Though party stalwarts refused to disclose the reason(s) for the EU invite, Senator Weah’s trip to Brussels is linked to his alleged connections to former President Charles G. Taylor, who was convicted to serve a 50-year jail term in the United Kingdom.
The EU released a statement last week in which it expressed concerns about the influence of Taylor in the forthcoming elections. Senator Weah has Taylor’s ex-wife, Jewel Howard Taylor, as his running mate. This was after Taylor’s NPP formed a merger with the Congress for Democratic Change (CDC) and the Liberian People Democratic Party (LPDP) to form a coalition.
Weah’s latest absence may just strengthen the entrenched belief of many Liberians that he does not have the intellectual sophistication and capacity to govern the Liberian state. Many Liberians have come to believe that his habitual avoidance of intellectual exercise demonstrates his lack of ability to articulate his views, because of his difficulty with the English language.
It is clear that participating in a debate would allow each candidate to answer to burning issues with suggestions of what an individual candidate could do, in the event of he or she being elected as president.

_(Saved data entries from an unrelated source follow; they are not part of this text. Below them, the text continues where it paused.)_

use super::*;

#[test]
fn hoisting_boundaries() {
    assert!(!ScopeKind::Block.stops_hoisting());
    assert!(!ScopeKind::CatchBinding.stops_hoisting());
    assert!(!ScopeKind::ClassBody.stops_hoisting());
    assert!(ScopeKind::Entry.stops_hoisting());
    assert!(ScopeKind::FunctionArgs.stops_hoisting());
    assert!(ScopeKind::FunctionBody.stops_hoisting());
    assert!(ScopeKind::ClassStaticInit.stops_hoisting());
}
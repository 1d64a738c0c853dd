//! Parser and lowerer for JavaScript, TypeScript and JSX.
//!
//! The crate exposes one entry point, [`parse`], which runs both passes:
//!
//! 1. **Pass 1** lexes and parses the source, building scopes and
//!    declaring symbols (with `var`/function hoisting) as it goes. A side
//!    array records the scope push order.
//! 2. **Pass 2** replays the scopes, binds identifier references,
//!    substitutes configured defines, folds constants, eliminates dead
//!    branches, lowers syntax to the configured target, applies the JSX
//!    and TypeScript transforms, and groups top-level statements into
//!    tree-shakable parts.
//!
//! The result is an immutable [`parts::Ast`] plus its symbol table;
//! everything downstream (linking, printing) reads it without mutation.

pub mod ast;
pub mod ops;
pub mod parts;
pub mod scopes;
pub mod symbols;

mod parser;
mod pass2;
mod synthetic;

pub use parser::ParseOptions;
pub use pass2::RUNTIME_SPECIFIER;
pub use synthetic::{json_value_to_expr, synthetic_json_module, synthetic_string_module};

use jolt_common::logger::Log;
use jolt_common::refs::SourceIndex;

/// Parse one file into its AST, symbol table and parts.
///
/// Diagnostics go to `log`; the returned AST is always structurally
/// valid even when errors were reported (error recovery substitutes
/// missing pieces).
pub fn parse(
    contents: &str,
    path: &str,
    source_index: SourceIndex,
    options: ParseOptions,
    log: &Log,
) -> parts::Ast {
    let _span = tracing::debug_span!("parse", path).entered();
    let mut parser = parser::Parser::new(contents, path, source_index, options, log);
    let stmts = parser.parse_program();
    pass2::finish(parser, stmts)
}
use super::*;

use crate::options::LoaderKind;
use crate::refs::SourceIndex;
use crate::source::Source;

#[test]
fn errors_set_the_error_flag() {
    let log = Log::default();
    assert!(!log.has_errors());
    log.add_warning("a.js", Span::new(0, 1), "something odd");
    assert!(!log.has_errors());
    log.add_error("a.js", Span::new(0, 1), "something broken");
    assert!(log.has_errors());
}

#[test]
fn identical_diagnostics_are_deduplicated() {
    let log = Log::default();
    log.add_error("a.js", Span::new(0, 1), "boom");
    log.add_error("a.js", Span::new(0, 1), "boom");
    log.add_error("a.js", Span::new(0, 2), "boom");
    assert_eq!(log.take().len(), 2);
}

#[test]
fn error_limit_drops_overflow() {
    let log = Log::new(2);
    for i in 0..5 {
        log.add_error("a.js", Span::new(i, i + 1), format!("error {i}"));
    }
    assert_eq!(log.take().len(), 2);
    assert_eq!(log.errors_omitted(), 3);
}

#[test]
fn warnings_are_not_limited() {
    let log = Log::new(1);
    for i in 0..4 {
        log.add_warning("a.js", Span::new(i, i + 1), format!("warning {i}"));
    }
    assert_eq!(log.take().len(), 4);
}

#[test]
fn take_orders_by_path_then_span() {
    let log = Log::default();
    log.add_error("b.js", Span::new(0, 1), "later file");
    log.add_error("a.js", Span::new(9, 10), "later span");
    log.add_error("a.js", Span::new(2, 3), "earlier span");
    let all = log.take();
    assert_eq!(all[0].text, "earlier span");
    assert_eq!(all[1].text, "later span");
    assert_eq!(all[2].text, "later file");
}

#[test]
fn render_includes_caret_line() {
    let source = Source::new(SourceIndex(1), "/src/app.js", "let x = ;", LoaderKind::Js);
    let diagnostic = Diagnostic {
        level: LogLevel::Error,
        kind: DiagnosticKind::Syntax,
        path: "/src/app.js".to_string(),
        span: Span::new(8, 9),
        text: "unexpected \";\"".to_string(),
    };
    let rendered = render_diagnostic(&diagnostic, Some(&source), false);
    assert!(rendered.contains("/src/app.js:1:9: error: unexpected \";\""));
    assert!(rendered.contains("let x = ;"));
    assert!(rendered.ends_with("        ~"));
}
//! The runtime-helper library.
//!
//! This source is parsed like any other file and always occupies source
//! index zero. Helpers are plain named exports, so unreferenced ones
//! fall to ordinary tree-shaking. Parsing happens with the build's own
//! options, which also lowers the helpers themselves to the configured
//! target.

/// Specifier that scan resolution maps to the runtime source.
pub use jolt_parser::RUNTIME_SPECIFIER;

/// Pretty path shown for runtime frames in diagnostics and source maps.
pub const RUNTIME_PATH: &str = "<runtime>";

pub const RUNTIME_SOURCE: &str = r#"
export var __defProp = Object.defineProperty;

// Installs lazy getters for a module's named exports.
export var __export = (target, all) => {
  for (var name in all)
    __defProp(target, name, { get: all[name], enumerable: true });
};

// Wraps a CommonJS module body; repeated calls reuse the first result.
export var __commonJS = (cb, mod) => () =>
  (mod || cb((mod = { exports: {} }).exports, mod), mod.exports);

// Adapts a CommonJS exports object for an ES-module importer: the
// module sees a default binding plus whatever named properties exist.
export var __toESM = (mod) =>
  mod && mod.__esModule ? mod : { default: mod, ...mod };

// Standards-mode class field: define semantics, not assign semantics.
export var __publicField = (obj, key, value) => {
  __defProp(obj, key, {
    value,
    enumerable: true,
    configurable: true,
    writable: true,
  });
  return value;
};
"#;

/// Helper names a given helper depends on, itself last. Used by the
/// single-file transform, which has no runtime module to import from.
pub fn standalone_helpers(name: &str) -> &'static [&'static str] {
    match name {
        "__defProp" => &["__defProp"],
        "__export" => &["__defProp", "__export"],
        "__publicField" => &["__defProp", "__publicField"],
        "__toESM" => &["__toESM"],
        "__commonJS" => &["__commonJS"],
        _ => &[],
    }
}

/// A self-contained (non-exported) definition of one helper.
pub fn helper_definition(name: &str) -> Option<&'static str> {
    Some(match name {
        "__defProp" => "var __defProp = Object.defineProperty;",
        "__export" => {
            "var __export = (target, all) => {\n  for (var name in all)\n    __defProp(target, name, { get: all[name], enumerable: true });\n};"
        }
        "__commonJS" => {
            "var __commonJS = (cb, mod) => () => (mod || cb((mod = { exports: {} }).exports, mod), mod.exports);"
        }
        "__toESM" => {
            "var __toESM = (mod) => mod && mod.__esModule ? mod : Object.assign({ default: mod }, mod);"
        }
        "__publicField" => {
            "var __publicField = (obj, key, value) => {\n  __defProp(obj, key, { value, enumerable: true, configurable: true, writable: true });\n  return value;\n};"
        }
        _ => return None,
    })
}
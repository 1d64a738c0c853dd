//! Expression visiting (pass 2): binding, substitution, folding and
//! lowering dispatch.

use super::*;
use crate::pass2::fold::known_truthiness;
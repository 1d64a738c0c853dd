//! Lexical scopes.
//!
//! Scopes form a tree per file, stored in a flat arena and addressed by
//! `ScopeId`. Pass 1 builds the tree while parsing; pass 2 replays the
//! recorded push order to walk it again without attaching scope ids to
//! AST nodes.

use rustc_hash::FxHashMap;
use smallvec::SmallVec;

use jolt_common::refs::Ref;

#[derive(Clone, Copy, Debug, PartialEq, Eq, Hash)]
pub struct ScopeId(pub u32);

impl ScopeId {
    #[inline]
    pub const fn idx(self) -> usize {
        self.0 as usize
    }
}

/// Scope kinds, ordered so that everything from `Entry` on stops `var`
/// hoisting: a hoisted symbol is re-parented upward until it reaches a
/// scope whose kind is at or above `Entry`.
#[derive(Clone, Copy, Debug, PartialEq, Eq, PartialOrd, Ord)]
#[repr(u8)]
pub enum ScopeKind {
    Block = 0,
    With,
    Label,
    ClassName,
    ClassBody,
    CatchBinding,

    // Everything below stops hoisting
    Entry,
    FunctionArgs,
    FunctionBody,
    ClassStaticInit,
}

impl ScopeKind {
    #[must_use]
    pub const fn stops_hoisting(self) -> bool {
        (self as u8) >= (ScopeKind::Entry as u8)
    }
}

#[derive(Clone, Debug)]
pub struct Scope {
    pub kind: ScopeKind,
    pub parent: Option<ScopeId>,
    pub children: SmallVec<[ScopeId; 4]>,
    /// Declared names → symbol handle.
    pub members: FxHashMap<String, Ref>,
    /// Symbols created by lowering that live here without a source name
    /// binding (temporaries, helper aliases).
    pub generated: SmallVec<[Ref; 2]>,
    /// The label symbol for `Label` scopes.
    pub label_ref: Option<Ref>,
    /// Set when a direct `eval()` call was seen in this scope; disables
    /// renaming for everything visible from here.
    pub contains_direct_eval: bool,
    /// Arrow-function scopes forbid an `arguments` binding of their own.
    pub forbids_arguments: bool,
    pub strict_mode: bool,
}

impl Scope {
    pub fn new(kind: ScopeKind, parent: Option<ScopeId>) -> Self {
        Scope {
            kind,
            parent,
            children: SmallVec::new(),
            members: FxHashMap::default(),
            generated: SmallVec::new(),
            label_ref: None,
            contains_direct_eval: false,
            forbids_arguments: false,
            strict_mode: false,
        }
    }
}

#[cfg(test)]
#[path = "../tests/scopes_unit.rs"]
mod tests;
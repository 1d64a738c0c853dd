//! The linker: composes per-file ASTs into bundles.
//!
//! Phases run in order, each internally parallel or sharded by file but
//! serialized against the others:
//!
//! 1. classify — CommonJS-style vs ES-module-style per file
//! 2. wrappers — which modules need a lazy `require_*` closure
//! 3. resolve exports — own exports plus `export *` expansion
//! 4. match imports — union-find symbol merging (scope hoisting) and
//!    namespace aliases for CommonJS targets
//! 5. tree-shake — part-level reachability from each entry point
//! 6. chunk — partition live parts, assign names, print, concatenate
//!
//! `follow_all` runs after import matching so later phases can traverse
//! symbol links without writes.

use indexmap::IndexMap;
use rustc_hash::{FxHashMap, FxHashSet};

use jolt_common::logger::{DiagnosticKind, Log, LogLevel};
use jolt_common::options::BuildOptions;
use jolt_common::refs::{Ref, SourceIndex};
use jolt_common::source::Source;

use jolt_parser::parts::{Ast, ExportsKind, ImportKind};
use jolt_parser::symbols::{NamespaceAlias, SymbolMap};

mod chunks;
mod shake;

pub use chunks::OutputFile;

#[derive(Clone, Debug, Default)]
pub struct FileMeta {
    pub exports_kind: ExportsKind,
    /// Wrapped in a `__commonJS` closure with a `require_*` accessor.
    pub wrap: bool,
    /// Needs a materialized exports object (`var x_exports = {}` plus
    /// `__export(...)` getter installation in part 0).
    pub needs_exports_object: bool,
    /// Export name → canonical symbol, including `export *` expansion.
    pub resolved_exports: IndexMap<String, Ref>,
}

pub struct Linker<'a> {
    pub options: &'a BuildOptions,
    pub log: &'a Log,
    pub sources: Vec<Source>,
    pub asts: Vec<Ast>,
    pub symbols: SymbolMap,
    pub entry_points: Vec<SourceIndex>,
    pub meta: Vec<FileMeta>,
}
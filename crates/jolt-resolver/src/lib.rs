//! Module specifier resolution.
//!
//! Resolution is a pure function of the importer's directory, the
//! specifier, and the configuration. Relative and absolute specifiers
//! join onto the importer; bare specifiers search `node_modules` up the
//! directory tree (after an optional TypeScript `baseUrl` root).
//! `package.json` `browser` fields remap or disable modules, directory
//! imports consult `main` and fall back to `index.*`, and extensionless
//! imports probe the configured extension order.
//!
//! A per-directory cache memoizes directory listings and manifest
//! parses; it is a `DashMap` so concurrent scan workers share it freely.

use std::sync::Arc;

use dashmap::DashMap;

use jolt_common::options::{LoaderKind, Platform};
use rustc_hash::FxHashMap;

pub mod fs;
pub mod package_json;
pub mod tsconfig;

pub use fs::{FileSystem, MemoryFileSystem, OsFileSystem, join_paths, normalize_path, parent_dir};
use package_json::PackageJson;
use tsconfig::TsConfig;

/// Node's built-in modules: externals on the node platform, hard errors
/// on browser unless configured external.
const NODE_BUILTINS: &[&str] = &[
    "assert", "buffer", "child_process", "cluster", "console", "constants", "crypto", "dgram",
    "dns", "domain", "events", "fs", "http", "http2", "https", "module", "net", "os", "path",
    "perf_hooks", "process", "punycode", "querystring", "readline", "repl", "stream",
    "string_decoder", "sys", "timers", "tls", "tty", "url", "util", "v8", "vm", "worker_threads",
    "zlib",
];

#[derive(Clone, Debug, PartialEq, Eq)]
pub enum ResolveResult {
    /// Canonical path plus the loader for its extension.
    Found { path: String, loader: LoaderKind },
    /// Leave as a runtime import.
    External,
    /// `browser: false` — module resolves to an empty stub.
    Disabled,
    /// A node builtin that does not exist on the browser platform.
    BuiltinNotAvailable,
    NotFound,
}

#[derive(Clone, Debug, Default)]
pub struct ResolverOptions {
    /// Tried in order for extensionless imports (with leading dot).
    pub extension_order: Vec<String>,
    pub platform: Platform,
    /// Specifiers to leave as runtime imports.
    pub external: Vec<String>,
    /// Extension (no dot) → loader override.
    pub loader_overrides: FxHashMap<String, LoaderKind>,
}

impl ResolverOptions {
    fn loader_for(&self, path: &str) -> LoaderKind {
        let ext = path.rsplit('.').next().unwrap_or("");
        if let Some(&loader) = self.loader_overrides.get(ext) {
            return loader;
        }
        LoaderKind::for_extension(ext)
    }
}

/// Cached per-directory facts.
struct DirInfo {
    package_json: Option<Arc<PackageJson>>,
    tsconfig: Option<Arc<TsConfig>>,
    has_node_modules: bool,
}

pub struct Resolver<'fs> {
    fs: &'fs dyn FileSystem,
    options: ResolverOptions,
    dir_cache: DashMap<String, Arc<DirInfo>>,
}

impl<'fs> Resolver<'fs> {
    pub fn new(fs: &'fs dyn FileSystem, options: ResolverOptions) -> Self {
        Resolver {
            fs,
            options,
            dir_cache: DashMap::new(),
        }
    }

    /// Resolve `specifier` as imported from a file in `importer_dir`.
    pub fn resolve(&self, importer_dir: &str, specifier: &str) -> ResolveResult {
        let _span = tracing::trace_span!("resolve", specifier).entered();

        if self.options.external.iter().any(|e| e == specifier) {
            return ResolveResult::External;
        }

        // Browser-field redirects from the importer's own package.
        // Relative replacements are relative to the manifest's directory.
        if self.options.platform == Platform::Browser {
            if let Some((package_dir, package)) = self.nearest_package_json(importer_dir) {
                if let Some(redirect) = package.browser_redirect(specifier) {
                    match redirect {
                        None => return ResolveResult::Disabled,
                        Some(replacement) => {
                            let replacement = replacement.to_string();
                            if replacement != specifier {
                                return self.resolve(&package_dir, &replacement);
                            }
                        }
                    }
                }
            }
        }

        if specifier.starts_with("./") || specifier.starts_with("../") || specifier.starts_with('/')
        {
            let joined = join_paths(importer_dir, specifier);
            return self.finish(self.load_file_or_directory(&joined));
        }

        if NODE_BUILTINS.contains(&specifier) {
            return match self.options.platform {
                Platform::Node => ResolveResult::External,
                Platform::Browser => ResolveResult::BuiltinNotAvailable,
            };
        }

        // TypeScript baseUrl root, discovered by walking toward the
        // filesystem root
        if let Some(base_url) = self.nearest_base_url(importer_dir) {
            let candidate = join_paths(&base_url, specifier);
            if let Some(found) = self.load_file_or_directory(&candidate) {
                return self.finish(Some(found));
            }
        }

        // node_modules search up the directory tree
        let mut dir = importer_dir.to_string();
        loop {
            if self.dir_info(&dir).has_node_modules {
                let candidate = format!("{}/node_modules/{specifier}", dir.trim_end_matches('/'));
                if let Some(found) = self.load_package(&candidate) {
                    return self.finish(Some(found));
                }
            }
            if dir == "/" {
                break;
            }
            dir = parent_dir(&dir);
        }

        ResolveResult::NotFound
    }

    fn finish(&self, path: Option<String>) -> ResolveResult {
        match path {
            Some(path) => {
                let loader = self.options.loader_for(&path);
                ResolveResult::Found { path, loader }
            }
            None => ResolveResult::NotFound,
        }
    }

    /// A resolved package directory, honoring its own browser map for
    /// relative redirects of the chosen file.
    fn load_package(&self, path: &str) -> Option<String> {
        let result = self.load_file_or_directory(path)?;

        if self.options.platform == Platform::Browser {
            // The package may remap the very file its `main` points at
            if let Some(package_dir) = package_root_of(&result) {
                if let Some(package) = self.dir_info(&package_dir).package_json.clone() {
                    if let Some(relative) = result.strip_prefix(&format!("{package_dir}/")) {
                        if let Some(redirect) = package.browser_redirect(relative) {
                            return match redirect {
                                None => None,
                                Some(replacement) => {
                                    let replacement = replacement.to_string();
                                    self.load_file_or_directory(&join_paths(
                                        &package_dir,
                                        &replacement,
                                    ))
                                }
                            };
                        }
                    }
                }
            }
        }
        Some(result)
    }

    fn load_file_or_directory(&self, path: &str) -> Option<String> {
        if let Some(found) = self.load_file(path) {
            return Some(found);
        }
        if self.fs.is_dir(path) {
            return self.load_directory(path);
        }
        None
    }

    /// Exact path, then each configured extension appended.
    fn load_file(&self, path: &str) -> Option<String> {
        if self.fs.is_file(path) {
            return Some(path.to_string());
        }
        for ext in &self.options.extension_order {
            let candidate = format!("{path}{ext}");
            if self.fs.is_file(&candidate) {
                return Some(candidate);
            }
        }
        None
    }

    /// `main` from the directory's manifest, else `index.*`.
    fn load_directory(&self, dir: &str) -> Option<String> {
        if let Some(package) = self.dir_info(dir).package_json.clone() {
            let entry = if self.options.platform == Platform::Browser {
                package
                    .browser
                    .entry
                    .clone()
                    .or_else(|| package.module.clone())
                    .or_else(|| package.main.clone())
            } else {
                package.main.clone().or_else(|| package.module.clone())
            };
            if let Some(main) = entry {
                let main_path = join_paths(dir, &main);
                if let Some(found) = self.load_file(&main_path) {
                    return Some(found);
                }
                if self.fs.is_dir(&main_path) {
                    if let Some(found) = self.load_index(&main_path) {
                        return Some(found);
                    }
                }
            }
        }
        self.load_index(dir)
    }

    fn load_index(&self, dir: &str) -> Option<String> {
        for ext in &self.options.extension_order {
            let candidate = format!("{}/index{ext}", dir.trim_end_matches('/'));
            if self.fs.is_file(&candidate) {
                return Some(candidate);
            }
        }
        None
    }

    // =========================================================================
    // Cached directory facts
    // =========================================================================

    fn dir_info(&self, dir: &str) -> Arc<DirInfo> {
        if let Some(info) = self.dir_cache.get(dir) {
            return info.clone();
        }
        let entries = self.fs.read_dir(dir).unwrap_or_default();
        let package_json = if entries.iter().any(|name| name == "package.json") {
            self.fs
                .read_file_text(&format!("{}/package.json", dir.trim_end_matches('/')))
                .and_then(|text| PackageJson::parse(&text))
                .map(Arc::new)
        } else {
            None
        };
        let tsconfig = if entries.iter().any(|name| name == "tsconfig.json") {
            self.fs
                .read_file_text(&format!("{}/tsconfig.json", dir.trim_end_matches('/')))
                .and_then(|text| TsConfig::parse(&text))
                .map(Arc::new)
        } else {
            None
        };
        let info = Arc::new(DirInfo {
            package_json,
            tsconfig,
            has_node_modules: entries.iter().any(|name| name == "node_modules"),
        });
        self.dir_cache.insert(dir.to_string(), info.clone());
        info
    }

    fn nearest_package_json(&self, start_dir: &str) -> Option<(String, Arc<PackageJson>)> {
        let mut dir = start_dir.to_string();
        loop {
            if let Some(package) = self.dir_info(&dir).package_json.clone() {
                return Some((dir, package));
            }
            if dir == "/" {
                return None;
            }
            dir = parent_dir(&dir);
        }
    }

    fn nearest_base_url(&self, start_dir: &str) -> Option<String> {
        let mut dir = start_dir.to_string();
        loop {
            if let Some(tsconfig) = self.dir_info(&dir).tsconfig.clone() {
                if let Some(base_url) = &tsconfig.base_url {
                    return Some(join_paths(&dir, base_url));
                }
            }
            if dir == "/" {
                return None;
            }
            dir = parent_dir(&dir);
        }
    }
}

/// The `node_modules/<name>` root containing a resolved file.
fn package_root_of(path: &str) -> Option<String> {
    let marker = "/node_modules/";
    let index = path.rfind(marker)?;
    let after = &path[index + marker.len()..];
    let name_len = if after.starts_with('@') {
        // Scoped packages span two segments
        let mut parts = after.splitn(3, '/');
        let scope = parts.next()?.len();
        let name = parts.next()?.len();
        scope + 1 + name
    } else {
        after.split('/').next()?.len()
    };
    Some(path[..index + marker.len() + name_len].to_string())
}

#[cfg(test)]
#[path = "../tests/paths_unit.rs"]
mod tests;
// =============================================================================
// Expressions
// =============================================================================

#[derive(Clone, Debug)]
pub struct Expr {
    pub span: Span,
    pub data: EData,
}

impl Expr {
    pub fn new(span: Span, data: EData) -> Self {
        Expr { span, data }
    }

    /// A synthetic `undefined` with no source position.
    pub fn undefined() -> Self {
        Expr {
            span: Span::dummy(),
            data: EData::Undefined,
        }
    }

    /// Whether this expression is a primitive literal (its value is fully
    /// known at compile time).
    pub fn is_primitive_literal(&self) -> bool {
        matches!(
            self.data,
            EData::Null
                | EData::Undefined
                | EData::Boolean(_)
                | EData::Number(_)
                | EData::String(_)
                | EData::BigInt(_)
        )
    }
}

/// Marks an access's position within an optional chain, so `a?.b.c`
/// prints contiguously while `(a?.b).c` starts a fresh chain.
#[derive(Clone, Copy, Debug, Default, PartialEq, Eq)]
pub enum OptionalChain {
    /// Not part of an optional chain
    #[default]
    None,
    /// The `?.` link itself
    Start,
    /// A plain link that continues an enclosing chain
    Continue,
}
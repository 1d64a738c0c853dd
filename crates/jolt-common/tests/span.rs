use super::*;

#[test]
fn merge_covers_both_spans() {
    let a = Span::new(4, 10);
    let b = Span::new(2, 6);
    assert_eq!(a.merge(b), Span::new(2, 10));
    assert_eq!(b.merge(a), Span::new(2, 10));
}

#[test]
fn contains_is_half_open() {
    let span = Span::new(3, 5);
    assert!(!span.contains(2));
    assert!(span.contains(3));
    assert!(span.contains(4));
    assert!(!span.contains(5));
}

#[test]
fn dummy_spans_are_recognized() {
    assert!(Span::dummy().is_dummy());
    assert!(!Span::new(0, 0).is_dummy());
    assert!(Span::at(7).is_empty());
}

#[test]
fn slice_is_clamped_to_text() {
    let span = Span::new(4, 100);
    assert_eq!(span.slice("let x"), "");
    assert_eq!(Span::new(4, 5).slice("let x"), "x");
}
//! Concurrent diagnostic collection.
//!
//! Every pipeline phase pushes errors and warnings into a shared `Log`.
//! Writers take a short mutex; readers drain after the phase completes.
//! Phase transitions consult `has_errors()` and abort the pipeline before
//! the next phase when set. Identical messages (same path, span, text) are
//! deduplicated, and `error_limit` throttles noisy failures.

use std::sync::Mutex;
use std::sync::atomic::{AtomicBool, Ordering};

use colored::Colorize;
use rustc_hash::FxHashSet;

use crate::source::{LineMap, Source};
use crate::span::Span;

/// Severity of a diagnostic.
#[derive(Clone, Copy, Debug, PartialEq, Eq, PartialOrd, Ord)]
pub enum LogLevel {
    Warning,
    Error,
}

/// What kind of failure produced a diagnostic. Only used for filtering in
/// tests and the programmatic API; rendering is driven by `level`.
#[derive(Clone, Copy, Debug, PartialEq, Eq)]
pub enum DiagnosticKind {
    Syntax,
    Resolution,
    ExportMismatch,
    Lowering,
    Other,
}

/// One collected error or warning with source attribution.
#[derive(Clone, Debug)]
pub struct Diagnostic {
    pub level: LogLevel,
    pub kind: DiagnosticKind,
    /// Pretty path of the file, empty for file-independent messages.
    pub path: String,
    /// Span within that file; dummy when no range applies.
    pub span: Span,
    pub text: String,
}

#[derive(Default)]
struct LogState {
    diagnostics: Vec<Diagnostic>,
    seen: FxHashSet<(String, Span, String)>,
    errors_omitted: usize,
}

/// Mutex-guarded diagnostic sink, created once per build invocation.
pub struct Log {
    state: Mutex<LogState>,
    has_errors: AtomicBool,
    error_limit: usize,
}

impl Default for Log {
    fn default() -> Self {
        Log::new(usize::MAX)
    }
}

impl Log {
    pub fn new(error_limit: usize) -> Self {
        Log {
            state: Mutex::new(LogState::default()),
            has_errors: AtomicBool::new(false),
            error_limit: if error_limit == 0 {
                usize::MAX
            } else {
                error_limit
            },
        }
    }

    pub fn add(&self, diagnostic: Diagnostic) {
        if diagnostic.level == LogLevel::Error {
            self.has_errors.store(true, Ordering::Release);
        }
        let mut state = self.state.lock().unwrap();
        let key = (
            diagnostic.path.clone(),
            diagnostic.span,
            diagnostic.text.clone(),
        );
        if !state.seen.insert(key) {
            return;
        }
        if diagnostic.level == LogLevel::Error {
            let errors = state
                .diagnostics
                .iter()
                .filter(|d| d.level == LogLevel::Error)
                .count();
            if errors >= self.error_limit {
                state.errors_omitted += 1;
                return;
            }
        }
        state.diagnostics.push(diagnostic);
    }

    pub fn add_error(&self, path: &str, span: Span, text: impl Into<String>) {
        self.add(Diagnostic {
            level: LogLevel::Error,
            kind: DiagnosticKind::Other,
            path: path.to_string(),
            span,
            text: text.into(),
        });
    }

    pub fn add_warning(&self, path: &str, span: Span, text: impl Into<String>) {
        self.add(Diagnostic {
            level: LogLevel::Warning,
            kind: DiagnosticKind::Other,
            path: path.to_string(),
            span,
            text: text.into(),
        });
    }

    pub fn add_kind(
        &self,
        level: LogLevel,
        kind: DiagnosticKind,
        path: &str,
        span: Span,
        text: impl Into<String>,
    ) {
        self.add(Diagnostic {
            level,
            kind,
            path: path.to_string(),
            span,
            text: text.into(),
        });
    }

    /// Whether any error has been logged. Lock-free; phase gates poll this.
    pub fn has_errors(&self) -> bool {
        self.has_errors.load(Ordering::Acquire)
    }

    /// Number of errors silently dropped by the error limit.
    pub fn errors_omitted(&self) -> usize {
        self.state.lock().unwrap().errors_omitted
    }

    /// Drain all diagnostics, ordered by (path, span) for determinism.
    pub fn take(&self) -> Vec<Diagnostic> {
        let mut state = self.state.lock().unwrap();
        let mut diagnostics = std::mem::take(&mut state.diagnostics);
        state.seen.clear();
        diagnostics.sort_by(|a, b| {
            (a.path.as_str(), a.span.start, a.span.end).cmp(&(
                b.path.as_str(),
                b.span.start,
                b.span.end,
            ))
        });
        diagnostics
    }

    pub fn snapshot(&self) -> Vec<Diagnostic> {
        self.state.lock().unwrap().diagnostics.clone()
    }
}

/// Render one diagnostic as `path:line:column: level: message`, with the
/// source line and a caret underline when the source is available.
pub fn render_diagnostic(diagnostic: &Diagnostic, source: Option<&Source>, color: bool) -> String {
    let level = match diagnostic.level {
        LogLevel::Error => {
            if color {
                "error".red().bold().to_string()
            } else {
                "error".to_string()
            }
        }
        LogLevel::Warning => {
            if color {
                "warning".magenta().bold().to_string()
            } else {
                "warning".to_string()
            }
        }
    };

    let Some(source) = source else {
        if diagnostic.path.is_empty() {
            return format!("{level}: {}", diagnostic.text);
        }
        let path = if color {
            diagnostic.path.bold().to_string()
        } else {
            diagnostic.path.clone()
        };
        return format!("{path}: {level}: {}", diagnostic.text);
    };

    let line_map = LineMap::new(&source.contents);
    let pos = line_map.position(&source.contents, diagnostic.span.start);
    let path = format!(
        "{}:{}:{}",
        source.pretty_path,
        pos.line + 1,
        pos.column + 1
    );
    let path = if color { path.bold().to_string() } else { path };

    let mut out = format!("{path}: {level}: {}\n", diagnostic.text);
    let line_text = line_map.line_text(&source.contents, diagnostic.span.start);
    out.push_str(line_text);
    out.push('\n');

    // Caret underline covering the span, clamped to this line
    let caret_len = (diagnostic.span.len() as usize)
        .max(1)
        .min(line_text.len().saturating_sub(pos.column as usize).max(1));
    let underline = format!(
        "{}{}",
        " ".repeat(pos.column as usize),
        "~".repeat(caret_len)
    );
    if color {
        out.push_str(&underline.green().to_string());
    } else {
        out.push_str(&underline);
    }
    out
}

#[cfg(test)]
#[path = "../tests/logger.rs"]
mod tests;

Appearing for a debate also allows one’s opponents and others who don’t understand a candidate’s competence and political ideology to gain knowledge of what a candidate truly stands for.
Undecided voters and even partisans of various political parties use debates to evaluate politicians to build trust and make their ultimate choice.
rue, no leader rules alone, but the next leader is required to understand the evolving dynamics of the global economy and the role of labor in sustainable development, in ensuring security, private sector growth, and workforce development strategies.
The six key areas of focus of the first debate were: the economy; security and rule of law; peace and reconciliation; anti-corruption policy; agriculture; and youth empowerment.
The debate, which was monitored by Liberians at home and abroad and international policymakers, was reported to be the most organized political event involving rival political candidates in the history of Liberia.
Many felt that to see politicians on stage together talking respectfully about ideas and advancing solutions to addressing the country’s problems and recommending solutions is a major milestone and therefore to be absent to demonstrate his readiness to lead may be a disappointment to many of the electorates who may now be convinced that the CDC standard bearer deserves more time to regain his political equilibrium in the emerging democratic evolution to build a country for all.
PUL Pulls out of the Debate
However, the DDC debate seems to have been undermined by the withdrawal of one of the core organizers, the Press Union of Liberia (PUL), for administrative reasons.
A PUL release yesterday noted that it considers the October 10 elections as critical to the stability of the country and its democracy and therefore wants to maintain its place as the moral conscience of the society and called on all political parties and candidates to honor invitations from the DDC.
Meanwhile, the PUL leadership has declared that it stands by its initial decision to relieve Mr. Lamii Kpagoi of his post as Officer-in-Charge of the Liberia Media Center (LMC). The PUL says the decision is in the best interest of the LMC and is aimed at moving the institution forward.
The PUL has appointed Mr. Kloniouous Blamo as acting Officer-in-Charge of the LMC pending the appointment of a permanent Executive Director.